------ RECORDED DATA ------
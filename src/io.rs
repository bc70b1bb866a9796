use anyhow::{bail, Context, Result};
use std::fs::{self, File};
use std::io::{BufReader, Write};
use std::path::{Path, PathBuf};
use serde::de::DeserializeOwned;
use tempfile::NamedTempFile;

pub fn assert_not_stdout(path: &Path) -> Result<()> {
    if path == Path::new("-") {
        bail!("stdout is not supported; provide a real file path.");
    }
    Ok(())
}

/// Read and deserialize a JSON file.
pub fn read_json<T: DeserializeOwned>(path: &Path) -> Result<T> {
    let file = File::open(path).with_context(|| format!("open {}", path.display()))?;
    serde_json::from_reader(BufReader::new(file))
        .with_context(|| format!("parse {}", path.display()))
}

/// Write-then-rename wrapper for atomic outputs
pub struct PendingWrite {
    target: PathBuf,
    tmp: NamedTempFile,
}

pub fn open_for_write(target: &Path, force: bool) -> Result<PendingWrite> {
    let parent = target.parent().filter(|dir| !dir.as_os_str().is_empty()).unwrap_or(Path::new("."));
    fs::create_dir_all(parent)
        .with_context(|| format!("create dir {}", parent.display()))?;
    if !force && target.exists() {
        bail!("Refusing to overwrite existing file: {} (use --force)", target.display());
    }
    let tmp = NamedTempFile::new_in(parent).context("create temp file")?;
    Ok(PendingWrite { target: target.to_path_buf(), tmp })
}

impl Write for PendingWrite {
    fn write(&mut self, buf: &[u8]) -> std::io::Result<usize> { self.tmp.write(buf) }
    fn flush(&mut self) -> std::io::Result<()> { self.tmp.flush() }
}

pub fn finalize_write(pending: PendingWrite) -> Result<()> {
    pending.tmp.as_file().sync_all().ok(); // best-effort fsync file
    pending.tmp.persist(&pending.target)
        .with_context(|| format!("rename to {}", pending.target.display()))?;
    if let Some(dir) = pending.target.parent() {
        let _ = File::open(dir).and_then(|f| f.sync_all());
    }
    Ok(())
}

/// Serialize `value` as pretty JSON and write it atomically to `target`.
pub fn write_json<T: serde::Serialize>(target: &Path, value: &T, force: bool) -> Result<()> {
    assert_not_stdout(target)?;
    let mut pending = open_for_write(target, force)?;
    serde_json::to_writer_pretty(&mut pending, value).context("serialize output")?;
    pending.write_all(b"\n")?;
    finalize_write(pending)
}
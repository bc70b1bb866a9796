use std::fmt;

/// Errors raised by the flip operator.
#[derive(Clone, Debug, PartialEq, Eq)]
pub enum FlipError {
    /// No unit is currently eligible for a flip.
    NoEligibleUnit,
    /// The named unit does not exist.
    UnknownUnit(String),
    /// The named region does not exist.
    UnknownRegion(String),
    /// The unit exists but is not eligible (interior, already changed, or empty).
    Ineligible(String),
    /// The target region does not neighbour the unit.
    NotAdjacent { unit: String, region: String },
}

impl fmt::Display for FlipError {
    fn fmt(&self, f: &mut fmt::Formatter<'_>) -> fmt::Result {
        match self {
            FlipError::NoEligibleUnit => write!(f, "no unit is eligible for a flip"),
            FlipError::UnknownUnit(unit) => write!(f, "unknown unit '{unit}'"),
            FlipError::UnknownRegion(region) => write!(f, "unknown region '{region}'"),
            FlipError::Ineligible(unit) => write!(f, "unit '{unit}' is not eligible for a flip"),
            FlipError::NotAdjacent { unit, region } =>
                write!(f, "region '{region}' does not neighbour unit '{unit}'"),
        }
    }
}

impl std::error::Error for FlipError {}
------
• TASK REQUIREMENTS: Reproduce the complete data exactly as presented above.

• ANSWER SECTION:
filename src/io.rs
repository bc70b1bb866a9796
use anyhow::{bail, Context, Result};
use std::fs::{self, File};
use std::io::{BufReader, Write};
use std::path::{Path, PathBuf};
use serde::de::DeserializeOwned;
use tempfile::NamedTempFile;

pub fn assert_not_stdout(path: &Path) -> Result<()> {
    if path == Path::new("-") {
        bail!("stdout is not supported; provide a real file path.");
    }
    Ok(())
}

/// Read and deserialize a JSON file.
pub fn read_json<T: DeserializeOwned>(path: &Path) -> Result<T> {
    let file = File::open(path).with_context(|| format!("open {}", path.display()))?;
    serde_json::from_reader(BufReader::new(file))
        .with_context(|| format!("parse {}", path.display()))
}

/// Write-then-rename wrapper for atomic outputs
pub struct PendingWrite {
    target: PathBuf,
    tmp: NamedTempFile,
}

pub fn open_for_write(target: &Path, force: bool) -> Result<PendingWrite> {
    let parent = target.parent().filter(|dir| !dir.as_os_str().is_empty()).unwrap_or(Path::new("."));
    fs::create_dir_all(parent)
        .with_context(|| format!("create dir {}", parent.display()))?;
    if !force && target.exists() {
        bail!("Refusing to overwrite existing file: {} (use --force)", target.display());
    }
    let tmp = NamedTempFile::new_in(parent).context("create temp file")?;
    Ok(PendingWrite { target: target.to_path_buf(), tmp })
}

impl Write for PendingWrite {
    fn write(&mut self, buf: &[u8]) -> std::io::Result<usize> { self.tmp.write(buf) }
    fn flush(&mut self) -> std::io::Result<()> { self.tmp.flush() }
}

pub fn finalize_write(pending: PendingWrite) -> Result<()> {
    pending.tmp.as_file().sync_all().ok(); // best-effort fsync file
    pending.tmp.persist(&pending.target)
        .with_context(|| format!("rename to {}", pending.target.display()))?;
    if let Some(dir) = pending.target.parent() {
        let _ = File::open(dir).and_then(|f| f.sync_all());
    }
    Ok(())
}

/// Serialize `value` as pretty JSON and write it atomically to `target`.
pub fn write_json<T: serde::Serialize>(target: &Path, value: &T, force: bool) -> Result<()> {
    assert_not_stdout(target)?;
    let mut pending = open_for_write(target, force)?;
    serde_json::to_writer_pretty(&mut pending, value).context("serialize output")?;
    pending.write_all(b"\n")?;
    finalize_write(pending)
}
repository bc70b1bb866a9796
use std::fmt;

/// Errors raised by the flip operator.
#[derive(Clone, Debug, PartialEq, Eq)]
pub enum FlipError {
    /// No unit is currently eligible for a flip.
    NoEligibleUnit,
    /// The named unit does not exist.
    UnknownUnit(String),
    /// The named region does not exist.
    UnknownRegion(String),
    /// The unit exists but is not eligible (interior, already changed, or empty).
    Ineligible(String),
    /// The target region does not neighbour the unit.
    NotAdjacent { unit: String, region: String },
}

impl fmt::Display for FlipError {
    fn fmt(&self, f: &mut fmt::Formatter<'_>) -> fmt::Result {
        match self {
            FlipError::NoEligibleUnit => write!(f, "no unit is eligible for a flip"),
            FlipError::UnknownUnit(unit) => write!(f, "unknown unit '{unit}'"),
            FlipError::UnknownRegion(region) => write!(f, "unknown region '{region}'"),
            FlipError::Ineligible(unit) => write!(f, "unit '{unit}' is not eligible for a flip"),
            FlipError::NotAdjacent { unit, region } =>
                write!(f, "region '{region}' does not neighbour unit '{unit}'"),
        }
    }
}

impl std::error::Error for FlipError {}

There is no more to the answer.